The loss of smell and taste often happens following a traumatic brain injury.

It is also one of the first signs of the covid-19 virus.

The loss of smell is called anosmia.

The loss of smell will also impair the sense of taste.

It happens as a result of a traumatic brain injury because the nerve that controls smell, the olfactory nerve, runs behind the ear very close to the surface, and is very susceptible to injury as a result of trauma.

Scientists believe that it happens in covid-19 patients because the nerve cells in the upper nasal cavity become inflamed or damaged.

But unfortunately, when neurologists, or other medical personnel test gross neurological function, they don’t test the cranial nerve that controls the sense of smell, the olfactory nerve.

This nerve is not tested unless a patient makes specific complaints.

But many times patients are not even asked whether or not they are suffering from a loss of taste and smell, and sometimes they don’t even realize that these problems are related to a traumatic event.

So they remain silent, and they continue to suffer in silence, and the nerve is not tested.

Whatever the cause though, losing your sense of taste and smell can have serious consequences.

Most people have never contemplated what life would be like without their sense of smell.

Waking up in the morning and smelling coffee, perfume, other sweet smells with good memories, or even bad smells that protect us.

Smell, taste, and their loss, have important negative emotional, safety, and health consequences to the individual.

This loss can dramatically affect a person’s safety, such as the inability to smell noxious odors such as gas, the inability to taste or smell spoiled food. It can impair a person’s appetite, it can cause an increased consumption
of salts or sugar. It can cause unintended weight gain or weight loss, and affect a person’s personal hygiene. And it could also impair their emotional relationships.

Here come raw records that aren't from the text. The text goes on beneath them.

//! Core TGD data structures
//!
//! This module defines the fundamental types for candidate
//! tuple-generating dependencies:
//! - Terms (variables and anonymous positions)
//! - Atoms (a relation applied to a term vector)
//! - Rules (body implies existentially quantified head)
//!
//! Design principles:
//! - Closed sum types, no runtime type tags
//! - Arc-based relation names for cheap candidate cloning
//! - Rule-scoped variable identifiers

use std::collections::BTreeSet;
use std::fmt;
use std::sync::Arc;

/// A rule-scoped variable identifier
#[derive(Debug, Clone, Copy, PartialEq, Eq, PartialOrd, Ord, Hash)]
pub struct Var(pub u32);

impl fmt::Display for Var {
    fn fmt(&self, f: &mut fmt::Formatter<'_>) -> fmt::Result {
        write!(f, "v{}", self.0)
    }
}

/// A term in a TGD atom (variable or anonymous position)
#[derive(Debug, Clone, Copy, PartialEq, Eq, Hash)]
pub enum Term {
    /// Named variable shared across positions
    Var(Var),
    /// Anonymous "don't care" position, never shared
    Anonymous,
}

impl Term {
    /// Create a variable term
    pub fn var(id: u32) -> Self {
        Term::Var(Var(id))
    }

    /// Check if term is a variable
    pub fn is_variable(&self) -> bool {
        matches!(self, Term::Var(_))
    }

    /// Get the variable if this is one
    pub fn as_var(&self) -> Option<Var> {
        match self {
            Term::Var(v) => Some(*v),
            Term::Anonymous => None,
        }
    }
}

/// An atom: a relation applied to a vector of terms
///
/// Polarity is always positive; the term vector length must equal the
/// relation arity for the atom to be well-formed.
#[derive(Debug, Clone, PartialEq, Eq, Hash)]
pub struct Atom {
    /// Relation name
    pub relation: Arc<str>,
    /// Terms, one per column
    pub terms: Vec<Term>,
}

impl Atom {
    /// Create a new atom
    pub fn new(relation: impl Into<String>, terms: Vec<Term>) -> Self {
        Atom {
            relation: Arc::from(relation.into().into_boxed_str()),
            terms,
        }
    }

    /// Get the arity (number of terms)
    pub fn arity(&self) -> usize {
        self.terms.len()
    }

    /// Variables of this atom with their positions
    pub fn variable_positions(&self) -> impl Iterator<Item = (usize, Var)> + '_ {
        self.terms
            .iter()
            .enumerate()
            .filter_map(|(i, t)| t.as_var().map(|v| (i, v)))
    }

    /// All distinct variables of this atom
    pub fn variables(&self) -> BTreeSet<Var> {
        self.terms.iter().filter_map(|t| t.as_var()).collect()
    }
}

/// A candidate TGD: body atoms imply existentially quantified head atoms
///
/// Invariants:
/// - body and head are non-empty
/// - every head variable appears in the body unless listed in `existentials`
/// - every named variable occurs in at least two positions, or is an
///   existential of the head
#[derive(Debug, Clone, PartialEq, Eq)]
pub struct Rule {
    /// Body atoms (conjunction)
    pub body: Vec<Atom>,
    /// Head atoms (conjunction)
    pub head: Vec<Atom>,
    /// Head variables with no body occurrence
    pub existentials: BTreeSet<Var>,
}

/// Display-name alphabet for canonical variable indices
const VAR_NAMES: [&str; 14] = [
    "x", "y", "z", "w", "u", "v", "s", "t", "p", "q", "r", "m", "n", "o",
];

/// Human-readable name for the i-th variable of a rule
pub fn var_name(index: usize) -> String {
    match VAR_NAMES.get(index) {
        Some(name) => (*name).to_string(),
        None => format!("v{}", index),
    }
}

impl Rule {
    /// Create a new rule; existentials are derived as the head variables
    /// absent from the body
    pub fn new(body: Vec<Atom>, head: Vec<Atom>) -> Self {
        let body_vars: BTreeSet<Var> = body.iter().flat_map(|a| a.variables()).collect();
        let existentials = head
            .iter()
            .flat_map(|a| a.variables())
            .filter(|v| !body_vars.contains(v))
            .collect();
        Rule {
            body,
            head,
            existentials,
        }
    }

    /// Total number of atoms (body + head)
    pub fn atom_count(&self) -> usize {
        self.body.len() + self.head.len()
    }

    /// All distinct named variables
    pub fn variables(&self) -> BTreeSet<Var> {
        self.body
            .iter()
            .chain(self.head.iter())
            .flat_map(|a| a.variables())
            .collect()
    }

    /// Distinct variables of the body alone
    pub fn body_variables(&self) -> BTreeSet<Var> {
        self.body.iter().flat_map(|a| a.variables()).collect()
    }

    /// Variables shared between body and head
    pub fn frontier_variables(&self) -> BTreeSet<Var> {
        let body = self.body_variables();
        self.head
            .iter()
            .flat_map(|a| a.variables())
            .filter(|v| body.contains(v))
            .collect()
    }

    /// Check the structural invariants of a candidate TGD
    pub fn is_well_formed(&self) -> bool {
        if self.body.is_empty() || self.head.is_empty() {
            return false;
        }
        let body_vars = self.body_variables();
        // Head variables are either frontier or declared existential.
        for atom in &self.head {
            for v in atom.variables() {
                if !body_vars.contains(&v) && !self.existentials.contains(&v) {
                    return false;
                }
            }
        }
        // Existentials must not leak into the body.
        if self.existentials.iter().any(|v| body_vars.contains(v)) {
            return false;
        }
        // Named variables occur at least twice, or are existential.
        let mut occurrences: std::collections::HashMap<Var, usize> =
            std::collections::HashMap::new();
        for atom in self.body.iter().chain(self.head.iter()) {
            for (_, v) in atom.variable_positions() {
                *occurrences.entry(v).or_insert(0) += 1;
            }
        }
        occurrences
            .iter()
            .all(|(v, n)| *n >= 2 || self.existentials.contains(v))
    }

    /// Assign display names to variables in first-occurrence order
    /// (body first, then head)
    fn display_names(&self) -> std::collections::HashMap<Var, String> {
        let mut names = std::collections::HashMap::new();
        let mut next = 0usize;
        for atom in self.body.iter().chain(self.head.iter()) {
            for (_, v) in atom.variable_positions() {
                names.entry(v).or_insert_with(|| {
                    let name = var_name(next);
                    next += 1;
                    name
                });
            }
        }
        names
    }

    fn render_atom(atom: &Atom, names: &std::collections::HashMap<Var, String>) -> String {
        let terms: Vec<String> = atom
            .terms
            .iter()
            .map(|t| match t {
                Term::Var(v) => names[v].clone(),
                Term::Anonymous => "_".to_string(),
            })
            .collect();
        format!("{}({})", atom.relation, terms.join(", "))
    }

    /// Body atoms rendered with the rule's display names
    pub fn body_strings(&self) -> Vec<String> {
        let names = self.display_names();
        self.body
            .iter()
            .map(|a| Self::render_atom(a, &names))
            .collect()
    }

    /// Head atoms rendered with the rule's display names
    pub fn head_strings(&self) -> Vec<String> {
        let names = self.display_names();
        self.head
            .iter()
            .map(|a| Self::render_atom(a, &names))
            .collect()
    }

    /// The full logical form, e.g. `R1(x, y) ∧ R2(y, _, z) → ∃w. R3(z, w)`
    pub fn tgd_string(&self) -> String {
        let names = self.display_names();
        let body = self
            .body
            .iter()
            .map(|a| Self::render_atom(a, &names))
            .collect::<Vec<_>>()
            .join(" ∧ ");
        let head = self
            .head
            .iter()
            .map(|a| Self::render_atom(a, &names))
            .collect::<Vec<_>>()
            .join(" ∧ ");
        if self.existentials.is_empty() {
            format!("{} → {}", body, head)
        } else {
            // Existentials listed in head first-occurrence order.
            let mut listed = Vec::new();
            for atom in &self.head {
                for (_, v) in atom.variable_positions() {
                    if self.existentials.contains(&v) && !listed.contains(&v) {
                        listed.push(v);
                    }
                }
            }
            let quantified = listed
                .iter()
                .map(|v| names[v].clone())
                .collect::<Vec<_>>()
                .join(",");
            format!("{} → ∃{}. {}", body, quantified, head)
        }
    }
}

impl fmt::Display for Rule {
    fn fmt(&self, f: &mut fmt::Formatter<'_>) -> fmt::Result {
        write!(f, "{}", self.tgd_string())
    }
}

For many, it can lead to depression.

There are tests available such as the University of Pennsylvania smell identification test, which uses 40 scratch and sniff items to identify losses, and MRI studies to identify damage to the nerve.

More attention and research must be devoted to this serious injury caused by all degrees of brain trauma, whether classified as moderate, mild, or severe. And from other causes such as the covid-19 virus.

The consequences of a anosmia are devastating, and can even be permanent.

It’s a public health problem that can no longer be ignored.